WASHINGTON – This is a busy time of year for hospital emergency rooms, and not just because of the flu. Winter is also the peak season for heart problems.
“Right after the Christmas and New Year’s holiday more people start to flood into the emergency room,” says Dr. Reginald Robinson, a heart specialist with Cardiology Associates in D.C. and MedStar Washington Hospital Center.
For a long time, the conventional wisdom was that the cold weather was to blame, but Robinson says recent research shows that is not necessarily the case.

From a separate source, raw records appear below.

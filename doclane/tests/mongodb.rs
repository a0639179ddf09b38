//! Runs against a live server. Set `DOCLANE_MONGODB_URI` to enable.

#![cfg(feature = "mongodb")]

use bson::{doc, oid::ObjectId};
use doclane::{mongodb::MongoDbStore, prelude::*};
use serde::{Deserialize, Serialize};

#[derive(Debug, Clone, Default, Serialize, Deserialize, Document)]
struct Note {
    #[serde(flatten)]
    base: BaseDocument,
    title: String,
}

async fn store() -> Option<DocumentStore<MongoDbStore>> {
    let uri = std::env::var("DOCLANE_MONGODB_URI").ok()?;
    let store = DocumentStore::connect(MongoDbStore::builder(&uri).with_app_name("doclane-tests"), "doclane_tests")
        .await
        .unwrap();

    Some(store)
}

#[tokio::test]
async fn crud_round_trip() {
    let Some(store) = store().await else {
        return;
    };
    store.ping().await.unwrap();

    let notes = store.collection(&format!("notes_{}", ObjectId::new()));
    notes
        .create_index(doc! { "title": 1 }, IndexOptions::default().with_unique(true))
        .await
        .unwrap();

    let mut note = Note { title: "first".into(), ..Default::default() };
    let id = notes.insert_one(&mut note).await.unwrap();
    assert_eq!(
        notes.insert_one(&mut Note { title: "first".into(), ..Default::default() }).await.unwrap_err(),
        DocumentStoreError::DuplicateDocument,
    );

    let mut loaded = Note::default();
    notes.get_one_by_id(&id, &mut loaded).await.unwrap();
    assert_eq!(loaded.title, "first");
    assert_eq!(notes.update_one(&mut loaded).await.unwrap_err(), DocumentStoreError::DocumentNotModified);

    let mut batch = vec![
        Note { title: "second".into(), ..Default::default() },
        Note { title: "third".into(), ..Default::default() },
    ];
    assert_eq!(notes.insert_many(&mut batch).await.unwrap().len(), 2);

    let all = notes
        .get_many_by_filter(doc! {}, Note::default, FindOptions::default().with_sort(doc! { "title": 1 }))
        .await
        .unwrap();
    assert_eq!(all.len(), 3);
    assert_eq!(notes.count_by_filter(doc! {}).await.unwrap(), 3);

    notes.delete_one_by_id(&id).await.unwrap();
    assert_eq!(notes.delete_one_by_id(&id).await.unwrap_err(), DocumentStoreError::DocumentNotFound);

    notes.delete_all().await.unwrap();
    store.shutdown().await.unwrap();
}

Researchers from Good Samaritan Hospital in Los Angeles analyzed 2005-2008 death certificates from seven locations, from the snowy north to the sunny south.
They found heart-related deaths were 26 to 36 percent higher in winter than in summer, regardless of climate.
“You have those areas that have warm weather throughout the winter, but also are having higher cardiac events,” Robinson says.
The researchers did not look into why heart-related deaths spike in the winter, although theories abound.
Robinson suggests that some people may delay going to the doctor if they first feel symptoms around Christmas time. Holiday stress may also be a contributing factor, and the surge in respiratory infections and the flu in the winter months could play a role.
The author of the study, Dr. Bryan Schwartz of the University of New Mexico in Albuquerque, even suggests that the lack of daylight in winter could contribute too, since that has been linked to depression and people tend to eat more and exercise less when they are feeling down.